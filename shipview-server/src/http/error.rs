//! API error types with IntoResponse
//!
//! Every failure becomes `{"error": ..., "message": ...}`. Database
//! failures carry the driver's message so the dashboard can show it.

use axum::http::StatusCode;
use axum::response::{IntoResponse, Response};
use axum::Json;
use serde_json::json;

use crate::db::DbError;

/// API error type with automatic HTTP status mapping
#[derive(Debug)]
pub enum ApiError {
    /// Row fetch or count failed (500, logged)
    OrdersQuery(DbError),

    /// A dropdown query failed (500, logged)
    FiltersLoad(DbError),

    /// Origin header not on the allow-list (403)
    OriginRejected { origin: String },
}

impl IntoResponse for ApiError {
    fn into_response(self) -> Response {
        let (status, body) = match &self {
            Self::OrdersQuery(e) => {
                tracing::error!(error = %e, "orders query failed");
                (
                    StatusCode::INTERNAL_SERVER_ERROR,
                    json!({
                        "error": "Failed to query orders",
                        "message": e.to_string()
                    }),
                )
            }
            Self::FiltersLoad(e) => {
                tracing::error!(error = %e, "filter options query failed");
                (
                    StatusCode::INTERNAL_SERVER_ERROR,
                    json!({
                        "error": "Failed to load filters",
                        "message": e.to_string()
                    }),
                )
            }
            Self::OriginRejected { origin } => {
                tracing::warn!(origin = %origin, "rejected cross-origin request");
                (
                    StatusCode::FORBIDDEN,
                    json!({
                        "error": "Origin not allowed",
                        "message": format!("origin '{}' is not permitted", origin)
                    }),
                )
            }
        };

        (status, Json(body)).into_response()
    }
}
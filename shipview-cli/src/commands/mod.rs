//! Command implementations for the shipview CLI

pub mod check;
pub mod serve;

pub use check::run_check;
pub use serve::run_serve;
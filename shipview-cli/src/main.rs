//! shipview CLI - runs the orders gateway
//!
//! - `serve`: HTTP API for the shipment map dashboard
//! - `check`: verify the database is reachable

use anyhow::Result;
use clap::{Parser, Subcommand};

mod commands;
mod config;
mod logging;

use logging::LogConfig;

#[derive(Parser, Debug)]
#[command(
    name = "shipview",
    author,
    version,
    about = "Read-only HTTP gateway over the shipment orders table"
)]
struct Cli {
    /// Debug logging (unless RUST_LOG is set)
    #[arg(long, global = true)]
    debug: bool,

    /// Export traces over OTLP (requires the telemetry feature)
    #[arg(long, global = true)]
    otel: bool,

    #[command(subcommand)]
    command: Commands,
}

#[derive(Subcommand, Debug)]
enum Commands {
    /// Run the HTTP API server
    Serve(commands::serve::ServeArgs),
    /// Check database connectivity and exit
    Check(commands::check::CheckArgs),
}

#[tokio::main]
async fn main() -> Result<()> {
    // A missing .env is fine; the environment may already be set
    dotenvy::dotenv().ok();
    let cli = Cli::parse();

    let log_config = LogConfig {
        debug: cli.debug,
        otel: cli.otel,
    };
    // Still serve without logs, but say so.
    if let Err(err) = logging::init(&log_config) {
        eprintln!("shipview: logging disabled: {err:#}");
    }

    let result = match cli.command {
        Commands::Serve(args) => commands::run_serve(args).await,
        Commands::Check(args) => commands::run_check(args).await,
    };

    logging::shutdown();
    result
}
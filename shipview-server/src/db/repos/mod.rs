//! Repository implementations for database access

pub mod orders;

pub use orders::OrderRepo;
use crate::models::game::{Game, GameStatus};
use crate::models::game_move::GameMove;
use crate::repositories::errors::game_repository_errors::GameRepositoryError;
use async_trait::async_trait;

#[cfg(test)]
use mockall::automock;

/// The part of a stored game a move was computed against. A write based on
/// a version that no longer matches is rejected with `Conflict`.
#[derive(Debug, Clone, PartialEq, Eq)]
pub struct GameVersion {
    pub move_count: u32,
    pub position: String,
}

impl GameVersion {
    pub fn of(game: &Game) -> Self {
        GameVersion {
            move_count: game.move_count,
            position: game.current_position.clone(),
        }
    }
}

#[cfg_attr(test, automock)]
#[async_trait]
pub trait GameRepository: Send + Sync {
    async fn create_game(&self, game: &Game) -> Result<(), GameRepositoryError>;

    async fn get_game(&self, game_id: &str) -> Result<Option<Game>, GameRepositoryError>;

    /// Newest first, at most `limit` games.
    async fn list_games(
        &self,
        status: Option<GameStatus>,
        limit: u32,
    ) -> Result<Vec<Game>, GameRepositoryError>;

    /// Moves in history order: by move number, white before black.
    async fn list_moves(&self, game_id: &str) -> Result<Vec<GameMove>, GameRepositoryError>;

    /// Stores `game_move` and replaces the game with `updated` as one unit.
    /// Nothing is written unless the stored game still matches `expected`.
    async fn append_move(
        &self,
        expected: &GameVersion,
        updated: &Game,
        game_move: &GameMove,
    ) -> Result<(), GameRepositoryError>;
}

#### ASSIGNED TASK:
Return a copy of each line in the records above that has "GameMove" in it.

#### RESULT OF THE TASK:
use crate::models::game_move::GameMove;
    async fn list_moves(&self, game_id: &str) -> Result<Vec<GameMove>, GameRepositoryError>;
        game_move: &GameMove,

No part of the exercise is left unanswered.